Prompt:
Would you retype, word for word, the line with "pub use super::StreamFlags;" and every line after it through the end of the records below?

Dataset extract:
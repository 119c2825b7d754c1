//! The binary stream codec: typed little-endian read and write primitives over abstract byte
//! sources and sinks.
//!
//! Readers and writers never fail eagerly. A short read raises the `eof` flag, semantically
//! invalid data raises the `invalid` flag, and the typed helpers return a zeroed value in both
//! cases. Callers perform a batch of reads and then `check` the flags once, treating any raised
//! flag as failure. The flags stay raised until the caller `clear`s them.
//!
//! ```
//! use stockpile::stream::prelude::*;
//!
//! let mut output = VecOutput::new();
//! output.write_value(&7u32);
//! output.write_value(&"hello".to_owned());
//!
//! let bytes = output.into_inner();
//! let mut input = SliceInput::new(&bytes);
//! assert_eq!(input.read_value::<u32>(), 7);
//! assert_eq!(input.read_value::<String>(), "hello");
//! assert!(input.check().is_ok());
//! ```

pub mod codec;
pub mod input;
pub mod output;

pub mod prelude {
    pub use super::codec::{Decode, Encode, StreamRead, StreamWrite};
    pub use super::input::{InputStream, ReaderInput, SliceInput};
    pub use super::output::{CountingOutput, OutputStream, VecOutput, WriterOutput};
    pub use super::StreamFlags;
}

/// The sticky failure flags shared by all streams.
#[derive(Debug, Default, Clone, Copy, PartialEq, Eq)]
pub struct StreamFlags {
    /// Set on short reads/writes, or when a declared length can not be satisfied.
    pub eof: bool,
    /// Set when bytes were read fine but do not form a valid value.
    pub invalid: bool,
}

impl StreamFlags {
    #[inline]
    pub fn any(self) -> bool {
        self.eof || self.invalid
    }
}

Written solution:
    pub use super::StreamFlags;
}

/// The sticky failure flags shared by all streams.
#[derive(Debug, Default, Clone, Copy, PartialEq, Eq)]
pub struct StreamFlags {
    /// Set on short reads/writes, or when a declared length can not be satisfied.
    pub eof: bool,
    /// Set when bytes were read fine but do not form a valid value.
    pub invalid: bool,
}

impl StreamFlags {
    #[inline]
    pub fn any(self) -> bool {
        self.eof || self.invalid
    }
}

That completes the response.